The Globe spoke with Mr. Tahiliani recently about what he has been buying and selling:
Name the three stocks you bought recently.
Intermap Technologies Corp. IMP-T, the Englewood, Colo.-based 3D mapping and data company, is a stock we bought in June at $2.25 a share. Intermap owns the world’s largest and most detailed geospatial database, but remains under the radar for most investors as it doesn’t have a lot of sell-side coverage. The stock has increased significantly in recent weeks following the initiation of coverage by a new analyst.
We met with Intermap’s management team a few months ago and were impressed with its strategy to grow the business. Intermap’s largest customer is the government of Indonesia, with which it has a US$20-million contract to map one of the country’s islands. There’s also potential for another US$180-milllion in contract wins to map the rest of Indonesia over the next four years. Intermap also has defence contracts in the U.S. and opportunities to win some surveillance contracts there.
Intermap has a unique market niche and offers data and analytics software that we believe many customers will find valuable, especially given that global defence spending is expected to ramp up over the next few years. The company is in a strong financial position, and we also like that its chief executive officer [Patrick Blott] owns 12 per cent of the stock.
The stock remains inexpensive, trading at 9.7 times price-to-earnings, with earnings expected to more than double in the next year.
Cargojet Inc. CJT-T, the Mississauga-based provider of air cargo services for companies such as Amazon.com Inc., Purolator Inc., DHL Group and United Parcel Service Inc., is a stock we bought in January at $126.88 a share. We added more in mid-April at $74.62 when the stock dropped.
We felt that the stock was punished unfairly amid all the tariff news and a belief among some investors that consumers would reduce their online spending. We believe e-commerce is in a secular growth mode, and that Cargojet will benefit from this trend as people continue to shop more online and receive more deliveries at home.
The stock is highly volatile, but we think it’s misunderstood by most investors, given Cargojet’s high visibility and dominant position. The stock is trading at 17 times price-to-earnings ratio with year-over-year earnings growth of 9 per cent.
Propel Holdings Inc. PRL-T, the Toronto-based financial technology company, is a stock we bought in November, 2024, at $27.50 a share and added in April this year at $23.52. Propel provides small loans averaging around $2,000, primarily to individuals in Canada, the U.S. and the U.K., who can’t obtain funds from traditional banks. It’s a market that big banks don’t really serve. Propel charges a higher interest rate than banks, which helps them make money.

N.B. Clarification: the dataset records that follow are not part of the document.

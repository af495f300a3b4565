//! Redis Cluster slot calculation.
//!
//! Redis Cluster uses CRC16 to map keys to slots (0-16383).
//! This module provides utilities for calculating slot numbers from keys.

use crc::{Crc, CRC_16_XMODEM};
use rand::Rng;

/// Number of hash slots in Redis Cluster.
pub const SLOT_COUNT: u16 = 16384;

/// CRC-16/XMODEM: polynomial 0x1021, initial value 0, no reflection, no final xor.
///
/// This is the CCITT table Redis itself uses; `crc` builds the 256-entry
/// lookup table at compile time.
const CRC16: Crc<u16> = Crc::<u16>::new(&CRC_16_XMODEM);

/// Calculates the Redis Cluster slot for a given key.
///
/// Redis uses CRC16 modulo 16384 for slot calculation.
/// If the key contains `{...}`, only the content inside the braces
/// is used for hashing (hash tags).
///
/// An empty key has no home slot: a random slot is returned on every call,
/// drawn from the calling thread's generator.
///
/// # Examples
///
/// ```
/// use muxis_topology::key_slot;
///
/// assert_eq!(key_slot("foo"), 12182);
/// assert_eq!(key_slot("{user1000}.following"), key_slot("{user1000}.followers"));
/// assert_ne!(key_slot("user1000"), key_slot("user2000"));
/// ```
pub fn key_slot(key: &str) -> u16 {
    key_slot_with(key, &mut rand::thread_rng())
}

/// Like [`key_slot`], drawing the empty-key slot from `rng`.
///
/// # Examples
///
/// ```
/// use muxis_topology::{key_slot_with, SLOT_COUNT};
/// use rand::{rngs::StdRng, SeedableRng};
///
/// let mut rng = StdRng::seed_from_u64(7);
/// assert!(key_slot_with("", &mut rng) < SLOT_COUNT);
/// assert_eq!(key_slot_with("foo", &mut rng), 12182);
/// ```
pub fn key_slot_with<R: Rng>(key: &str, rng: &mut R) -> u16 {
    let hash_key = extract_hash_tag(key);
    if hash_key.is_empty() {
        return rng.gen_range(0..SLOT_COUNT);
    }
    crc16(hash_key.as_bytes()) % SLOT_COUNT
}

/// CRC16 checksum of `data`.
pub(crate) fn crc16(data: &[u8]) -> u16 {
    CRC16.checksum(data)
}

/// Extracts the hash tag from a key.
///
/// Redis hash tags are defined by `{...}`:
/// - `{user1000}.following` → hash tag is `user1000`
/// - `foo{bar}baz` → hash tag is `bar`
/// - `foo{}{bar}` → first `{` is followed by `}` directly, so no tag; use whole key
/// - `foo` → no hash tag, use whole key
///
/// Only the first `{` and the first `}` after it count.
fn extract_hash_tag(key: &str) -> &str {
    if let Some(start) = key.find('{') {
        if let Some(end) = key[start + 1..].find('}') {
            let tag_start = start + 1;
            let tag_end = tag_start + end;

            if tag_end > tag_start {
                return &key[tag_start..tag_end];
            }
        }
    }

    key
}

#[cfg(test)]
mod tests {
    use super::*;
    use rand::rngs::StdRng;
    use rand::SeedableRng;
    use std::collections::HashSet;

    #[test]
    fn test_slot_count() {
        assert_eq!(SLOT_COUNT, 16384);
    }

    #[test]
    fn test_crc16_check_value() {
        // CRC-16/XMODEM catalogue check value.
        assert_eq!(crc16(b"123456789"), 0x31C3);
        assert_eq!(crc16(b""), 0);
    }

    #[test]
    fn test_key_slot_reference_vectors() {
        // Values reported by CLUSTER KEYSLOT on a real server.
        assert_eq!(key_slot("foo"), 12182);
        assert_eq!(key_slot("bar"), 5061);
        assert_eq!(key_slot("hello"), 866);
        assert_eq!(key_slot("123456789"), 12739);
        assert_eq!(key_slot("user1000"), 3443);
        assert_eq!(key_slot("{user1000}.following"), 3443);
    }

    #[test]
    fn test_key_slot_simple() {
        let slot1 = key_slot("mykey");
        let slot2 = key_slot("mykey");
        assert_eq!(slot1, slot2);
        assert!(slot1 < SLOT_COUNT);
    }

    #[test]
    fn test_key_slot_different_keys() {
        assert_ne!(key_slot("key1"), key_slot("key2"));
    }

    #[test]
    fn test_key_slot_with_hash_tag() {
        let slot1 = key_slot("user:{42}:profile");
        let slot2 = key_slot("user:{42}:orders");
        let slot3 = key_slot("{42}");

        assert_eq!(slot1, slot2);
        assert_eq!(slot2, slot3);
        assert_eq!(slot1, key_slot("42"));
        assert_eq!(slot1, 8000);
    }

    #[test]
    fn test_key_slot_hash_tag_vs_no_tag() {
        let with_tag = key_slot("{user}1000");
        let without_tag = key_slot("user1000");
        assert_ne!(with_tag, without_tag);

        assert_eq!(with_tag, key_slot("{user}2000"));
    }

    #[test]
    fn test_key_slot_empty_tag_hashes_whole_key() {
        assert_eq!(key_slot("a{}b"), 13694);
        assert_eq!(key_slot("{}"), 15257);
        assert_ne!(key_slot("a{}b"), key_slot("c{}d"));
    }

    #[test]
    fn test_extract_hash_tag_simple() {
        assert_eq!(extract_hash_tag("foo{bar}"), "bar");
        assert_eq!(extract_hash_tag("{user1000}.following"), "user1000");
        assert_eq!(extract_hash_tag("prefix{tag}suffix"), "tag");
    }

    #[test]
    fn test_extract_hash_tag_no_tag() {
        assert_eq!(extract_hash_tag("simple_key"), "simple_key");
        assert_eq!(extract_hash_tag(""), "");
    }

    #[test]
    fn test_extract_hash_tag_empty() {
        assert_eq!(extract_hash_tag("foo{}bar"), "foo{}bar");
        assert_eq!(extract_hash_tag("{}"), "{}");
        assert_eq!(extract_hash_tag("foo{}{bar}"), "foo{}{bar}");
    }

    #[test]
    fn test_extract_hash_tag_multiple_braces() {
        assert_eq!(extract_hash_tag("foo{bar}{baz}"), "bar");
        assert_eq!(extract_hash_tag("{a}{b}{c}"), "a");
        // The first `}` after the first `{` closes the tag.
        assert_eq!(extract_hash_tag("{a{b}c}"), "a{b");
        assert_eq!(extract_hash_tag("}x{y}"), "y");
    }

    #[test]
    fn test_extract_hash_tag_unmatched() {
        assert_eq!(extract_hash_tag("foo{bar"), "foo{bar");
        assert_eq!(extract_hash_tag("foo}bar"), "foo}bar");
        assert_eq!(extract_hash_tag("{"), "{");
        assert_eq!(extract_hash_tag("}"), "}");
    }

    #[test]
    fn test_key_slot_empty_key_in_range() {
        for _ in 0..1000 {
            assert!(key_slot("") < SLOT_COUNT);
        }
    }

    #[test]
    fn test_key_slot_empty_key_is_random() {
        let slots: HashSet<u16> = (0..64).map(|_| key_slot("")).collect();
        // 64 draws from 16384 slots landing on a single value is effectively impossible.
        assert!(slots.len() > 1);
    }

    #[test]
    fn test_key_slot_with_seeded_rng_is_reproducible() {
        let mut a = StdRng::seed_from_u64(42);
        let mut b = StdRng::seed_from_u64(42);
        let from_a: Vec<u16> = (0..16).map(|_| key_slot_with("", &mut a)).collect();
        let from_b: Vec<u16> = (0..16).map(|_| key_slot_with("", &mut b)).collect();
        assert_eq!(from_a, from_b);
    }

    #[test]
    fn test_key_slot_with_ignores_rng_for_real_keys() {
        let mut rng = StdRng::seed_from_u64(1);
        assert_eq!(key_slot_with("foo", &mut rng), key_slot("foo"));
        assert_eq!(key_slot_with("x{foo}y", &mut rng), 12182);
    }

    #[test]
    fn test_key_slot_unicode() {
        let slot1 = key_slot("用户1000");
        let slot2 = key_slot("пользователь1000");
        assert!(slot1 < SLOT_COUNT);
        assert!(slot2 < SLOT_COUNT);
        assert_eq!(slot1, crc16("用户1000".as_bytes()) % SLOT_COUNT);
    }

    #[test]
    fn test_key_slot_long_key() {
        let long_key = "a".repeat(10000);
        assert!(key_slot(&long_key) < SLOT_COUNT);
    }

    #[test]
    fn test_key_slot_distribution() {
        let slots: HashSet<u16> = (0..100).map(|i| key_slot(&format!("key{}", i))).collect();
        assert!(slots.len() >= 50, "Keys should distribute across slots");
    }

    #[test]
    fn test_key_slot_concurrent_empty_keys() {
        let handles: Vec<_> = (0..8)
            .map(|_| std::thread::spawn(|| (0..256).map(|_| key_slot("")).max()))
            .collect();

        for handle in handles {
            let max = handle.join().unwrap().unwrap();
            assert!(max < SLOT_COUNT);
        }
    }
}
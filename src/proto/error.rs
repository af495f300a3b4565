use std::io;

use thiserror::Error;

use crate::proto::frame::Frame;

/// Result type alias for muxis-topology operations.
pub type Result<T> = std::result::Result<T, Error>;

/// Errors produced while resolving cluster topology or running cluster commands.
#[derive(Debug, Error)]
#[non_exhaustive]
pub enum Error {
    /// An IO error reported by the execution layer.
    #[error("IO error: {source}")]
    Io {
        /// The underlying IO error.
        #[from]
        source: io::Error,
    },

    /// A reply had the wrong overall type for the request that produced it.
    #[error("protocol error: {message}")]
    Protocol {
        /// Description of the error.
        message: String,
    },

    /// A reply did not have the shape the parser requires.
    ///
    /// Carries the offending value as it was received so callers can log it.
    #[error("malformed reply: expected {expected}, got {got}")]
    MalformedReply {
        /// Description of the expected shape.
        expected: String,
        /// The raw value that failed validation.
        got: Frame,
    },

    /// The server returned an error.
    #[error("server error: {message}")]
    Server {
        /// Error message from server.
        message: String,
    },

    /// Invalid argument provided.
    #[error("invalid argument: {message}")]
    InvalidArgument {
        /// Description of invalid argument.
        message: String,
    },
}

impl Error {
    pub(crate) fn malformed(expected: impl Into<String>, got: &Frame) -> Self {
        Error::MalformedReply {
            expected: expected.into(),
            got: got.clone(),
        }
    }

    pub(crate) fn invalid_argument(message: impl Into<String>) -> Self {
        Error::InvalidArgument {
            message: message.into(),
        }
    }
}
use crate::email::{SmtpConfig, SmtpEmailTransport};

pub mod error;

/// Reads the SMTP configuration from the environment. Credentials are loaded
/// once at startup and never leave the transport.
pub fn load_smtp_config() -> anyhow::Result<SmtpConfig> {
  use std::env;

  let smtp_config = SmtpConfig {
    host: env::var("SMTP_HOST").unwrap_or_else(|_| "smtp.gmail.com".to_string()),
    port: env::var("SMTP_PORT")
      .unwrap_or_else(|_| "587".to_string())
      .parse()
      .unwrap_or(587),
    username: env::var("SMTP_USERNAME").map_err(|_| anyhow::anyhow!("SMTP_USERNAME environment variable must be set."))?,
    password: env::var("SMTP_PASSWORD").map_err(|_| anyhow::anyhow!("SMTP_PASSWORD environment variable must be set."))?,
    from_email: env::var("SMTP_FROM_EMAIL")
      .map_err(|_| anyhow::anyhow!("SMTP_FROM_EMAIL environment variable must be set."))?,
    from_name: env::var("SMTP_FROM_NAME").unwrap_or_else(|_| "GateGuard Residencial".to_string()),
  };

  Ok(smtp_config)
}

pub fn init_email_transport(smtp_config: &SmtpConfig) -> anyhow::Result<SmtpEmailTransport> {
  let transport = SmtpEmailTransport::new(smtp_config)?;
  Ok(transport)
}
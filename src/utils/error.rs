use axum::{
  http::StatusCode,
  response::{IntoResponse, Response},
  Json,
};
use serde_json::json;

/// Boundary error for the HTTP surface. Carries the coarse error kind the
/// client contract expects alongside the status code and message.
#[derive(Debug)]
pub struct AppError {
  pub status_code: StatusCode,
  pub kind: &'static str,
  pub message: String,
}

impl AppError {
  pub fn new(status_code: StatusCode, kind: &'static str, message: impl Into<String>) -> Self {
    Self {
      status_code,
      kind,
      message: message.into(),
    }
  }

  pub fn invalid_argument(message: impl Into<String>) -> Self {
    Self::new(StatusCode::BAD_REQUEST, "invalid-argument", message)
  }

  pub fn internal(message: impl Into<String>) -> Self {
    Self::new(StatusCode::INTERNAL_SERVER_ERROR, "internal", message)
  }
}

impl IntoResponse for AppError {
  fn into_response(self) -> Response {
    let body = Json(json!({
      "kind": self.kind,
      "message": self.message,
      "status_code": self.status_code.as_u16(),
    }));

    (self.status_code, body).into_response()
  }
}

impl From<crate::domains::verification::service::VerificationServiceError> for AppError {
  fn from(error: crate::domains::verification::service::VerificationServiceError) -> Self {
    use crate::domains::verification::service::VerificationServiceError;
    match error {
      VerificationServiceError::InvalidArgument(msg) => AppError::invalid_argument(msg),
      VerificationServiceError::Internal(msg) => AppError::internal(msg),
    }
  }
}
pub mod app;
pub mod domains;
pub mod email;
pub mod state;
pub mod utils;

#[cfg(test)]
mod test_support;

pub use utils::error::AppError;
use serde::{Deserialize, Serialize};
use validator::Validate;

/// Wire names are camelCase to match the client contract. Absent keys default
/// to empty strings so that "missing" and "empty" take the same validation
/// path instead of being rejected by the JSON extractor.
#[derive(Debug, Clone, Default, Deserialize, Serialize, Validate)]
#[serde(rename_all = "camelCase", default)]
pub struct SendVerificationRequest {
  #[validate(length(min = 1, message = "email is required"))]
  pub email: String,
  #[validate(length(min = 1, message = "userName is required"))]
  pub user_name: String,
  #[validate(length(min = 1, message = "verificationCode is required"))]
  pub verification_code: String,
}

#[derive(Debug, Clone, Deserialize, Serialize)]
pub struct SendVerificationResponse {
  pub success: bool,
  pub message: String,
}
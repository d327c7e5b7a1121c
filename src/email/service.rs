use anyhow::Result;
use async_trait::async_trait;
use lettre::{
  message::header::ContentType, transport::smtp::authentication::Credentials, AsyncSmtpTransport, AsyncTransport,
  Message, Tokio1Executor,
};

use crate::email::types::{OutboundEmail, SmtpConfig};

/// The single send capability the mailer depends on. The transport instance
/// is created once at startup and must be safe for concurrent use.
#[async_trait]
pub trait EmailTransport: Send + Sync {
  async fn send(&self, email: &OutboundEmail) -> Result<()>;
}

pub struct SmtpEmailTransport {
  transporter: AsyncSmtpTransport<Tokio1Executor>,
}

impl SmtpEmailTransport {
  pub fn new(smtp_config: &SmtpConfig) -> Result<Self> {
    let creds = Credentials::new(smtp_config.username.clone(), smtp_config.password.clone());

    let transporter = if smtp_config.host == "localhost" || smtp_config.host == "mailhog" {
      AsyncSmtpTransport::<Tokio1Executor>::builder_dangerous(&smtp_config.host)
        .credentials(creds)
        .port(smtp_config.port)
        .build()
    } else {
      AsyncSmtpTransport::<Tokio1Executor>::starttls_relay(&smtp_config.host)?
        .credentials(creds)
        .port(smtp_config.port)
        .build()
    };

    Ok(SmtpEmailTransport { transporter })
  }
}

#[async_trait]
impl EmailTransport for SmtpEmailTransport {
  async fn send(&self, email: &OutboundEmail) -> Result<()> {
    let message = Message::builder()
      .from(email.from.parse()?)
      .to(email.to.parse()?)
      .subject(&email.subject)
      .header(ContentType::TEXT_HTML)
      .body(email.html_body.clone())?;

    self.transporter.send(message).await?;

    Ok(())
  }
}
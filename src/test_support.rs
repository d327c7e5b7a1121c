use std::sync::{Arc, Mutex};

use anyhow::Result;
use async_trait::async_trait;
use axum::{
  body::{Body, Bytes},
  http::{Request, StatusCode},
  Router,
};
use serde::Serialize;
use tower::ServiceExt;

use crate::{
  app::create_app,
  email::{EmailTransport, OutboundEmail},
  state::SharedAppState,
};

/// Transport double that records every envelope instead of delivering it.
pub struct RecordingTransport {
  sent: Mutex<Vec<OutboundEmail>>,
}

impl RecordingTransport {
  pub fn new() -> Self {
    Self {
      sent: Mutex::new(Vec::new()),
    }
  }

  pub fn sent(&self) -> Vec<OutboundEmail> {
    self.sent.lock().expect("sent mailbox lock").clone()
  }
}

#[async_trait]
impl EmailTransport for RecordingTransport {
  async fn send(&self, email: &OutboundEmail) -> Result<()> {
    self.sent.lock().expect("sent mailbox lock").push(email.clone());
    Ok(())
  }
}

/// Transport double that fails every send with a fixed detail message.
pub struct FailingTransport {
  detail: String,
}

impl FailingTransport {
  pub fn new(detail: &str) -> Self {
    Self {
      detail: detail.to_string(),
    }
  }
}

#[async_trait]
impl EmailTransport for FailingTransport {
  async fn send(&self, _email: &OutboundEmail) -> Result<()> {
    Err(anyhow::anyhow!("{}", self.detail))
  }
}

pub fn app_with_transport(transport: Arc<dyn EmailTransport>) -> Router {
  let state = SharedAppState::new(transport, "GateGuard Residencial <noreply@gateguard.example>".to_string());
  create_app(state)
}

pub async fn post_json<T: Serialize>(app: Router, uri: &str, body: &T) -> (StatusCode, Bytes) {
  let request = Request::builder()
    .method("POST")
    .uri(uri)
    .header("content-type", "application/json")
    .body(Body::from(serde_json::to_vec(body).expect("serialize request body")))
    .expect("build request");

  let response = app.oneshot(request).await.expect("handle request");
  let status = response.status();
  let body = axum::body::to_bytes(response.into_body(), usize::MAX)
    .await
    .expect("read response body");
  (status, body)
}
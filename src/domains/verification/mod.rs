//! Verification email domain
//!
//! A single remote-callable operation: take a recipient, a display name and a
//! previously generated verification code, render the fixed GateGuard HTML
//! notification and dispatch it through the email transport.

pub mod model;
pub mod rest;
pub mod service;
pub mod template;
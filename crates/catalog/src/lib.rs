//! Bookshelf catalog management
//!
//! Owns the in-memory record collection and its persistence round-trip.
//! The interactive menu drives these operations and renders text; all
//! state transitions and derived views live here.

pub mod error;
pub mod persistence;
pub mod store;

pub use error::{CatalogError, CatalogResult, Result};
pub use persistence::CatalogFile;
pub use store::{Catalog, MarkReadOutcome, SortKey};
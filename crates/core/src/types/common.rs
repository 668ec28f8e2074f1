//! Shared traits and value types for domain models

use crate::error::AppError;
use serde::{Deserialize, Serialize};
use std::fmt;

/// A book rating on the 0-10 scale
///
/// Out-of-range values are unrepresentable: the constructor and the serde
/// deserializer share the same range check, so a persisted catalog can
/// never smuggle an invalid rating into memory.
#[derive(Debug, Clone, Copy, PartialEq, Eq, PartialOrd, Ord, Hash, Serialize, Deserialize)]
#[serde(try_from = "u8", into = "u8")]
pub struct Rating(u8);

impl Rating {
    /// Highest accepted rating value
    pub const MAX: u8 = 10;

    /// Creates a rating, rejecting values outside 0-10
    pub fn new(value: i64) -> Result<Self, AppError> {
        if (0..=Self::MAX as i64).contains(&value) {
            Ok(Self(value as u8))
        } else {
            Err(AppError::RatingOutOfRange { value })
        }
    }

    /// Returns the raw rating value
    pub fn value(&self) -> u8 {
        self.0
    }
}

impl TryFrom<u8> for Rating {
    type Error = AppError;

    fn try_from(value: u8) -> Result<Self, Self::Error> {
        Self::new(i64::from(value))
    }
}

impl From<Rating> for u8 {
    fn from(rating: Rating) -> Self {
        rating.0
    }
}

impl fmt::Display for Rating {
    fn fmt(&self, f: &mut fmt::Formatter<'_>) -> fmt::Result {
        write!(f, "{}/10", self.0)
    }
}

/// Trait for types that can validate themselves
pub trait Validator {
    /// Validates the instance and returns errors if invalid
    fn validate(&self) -> Result<(), Vec<String>>;

    /// Returns true if the instance is valid
    fn is_valid(&self) -> bool {
        self.validate().is_ok()
    }
}

#[cfg(test)]
mod tests {
    use super::*;

    #[test]
    fn test_rating_accepts_bounds() {
        assert_eq!(Rating::new(0).unwrap().value(), 0);
        assert_eq!(Rating::new(10).unwrap().value(), 10);
    }

    #[test]
    fn test_rating_rejects_out_of_range() {
        assert!(Rating::new(11).is_err());
        assert!(Rating::new(-1).is_err());
        assert!(Rating::new(15).is_err());
    }

    #[test]
    fn test_rating_rejected_value_is_reported() {
        let err = Rating::new(42).unwrap_err();
        assert!(matches!(err, AppError::RatingOutOfRange { value: 42 }));
    }

    #[test]
    fn test_rating_display() {
        let rating = Rating::new(7).unwrap();
        assert_eq!(rating.to_string(), "7/10");
    }

    #[test]
    fn test_rating_try_from_u8() {
        assert!(Rating::try_from(10u8).is_ok());
        assert!(Rating::try_from(11u8).is_err());
    }

    #[test]
    fn test_rating_ordering() {
        let low = Rating::new(3).unwrap();
        let high = Rating::new(8).unwrap();
        assert!(low < high);
    }

    #[test]
    fn test_validator_trait() {
        struct TestType {
            value: i32,
        }

        impl Validator for TestType {
            fn validate(&self) -> Result<(), Vec<String>> {
                if self.value < 0 {
                    Err(vec!["Value must be positive".to_string()])
                } else {
                    Ok(())
                }
            }
        }

        let valid = TestType { value: 10 };
        let invalid = TestType { value: -5 };

        assert!(valid.is_valid());
        assert!(!invalid.is_valid());
    }
}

We believe the company has developed a best-in-class, artificial intelligence-powered technology platform that’s driving revenue and growth. It recently reported a 44-per-cent increase in first-quarter revenue compared to the same quarter last year and year-over-year adjusted EBITDA [earnings before interest, taxes, depreciation and amortization] growth of 37 per cent. Propel also recently increased its dividend by 10 per cent. The stock remains inexpensive, trading at 9.2 times price-to-earnings, with expected year-over-year earnings growth of 38 per cent.
Name a stock you recently sold.
Aritzia Inc. ATZ-T, the Vancouver-based fashion retailer, is a stock we initially bought in October 2024 at $46.37 a share and added in April at $46.36. We then trimmed the stock in May, at $66.50, and sold the balance in mid-July, at $75.70.
Aritzia is a great company and has very strong brand loyalty, and we like its U.S. growth strategy. However, we felt the stock had become too expensive based on its current valuation of 30 times price-to-earnings for fiscal 2026. The stock had run up ahead of its latest earnings report, with investors expecting a big beat, which the company did. We may consider buying the stock again at a lower price point or valuation, but remain cautious on the U.S. consumer.
This interview has been edited and condensed.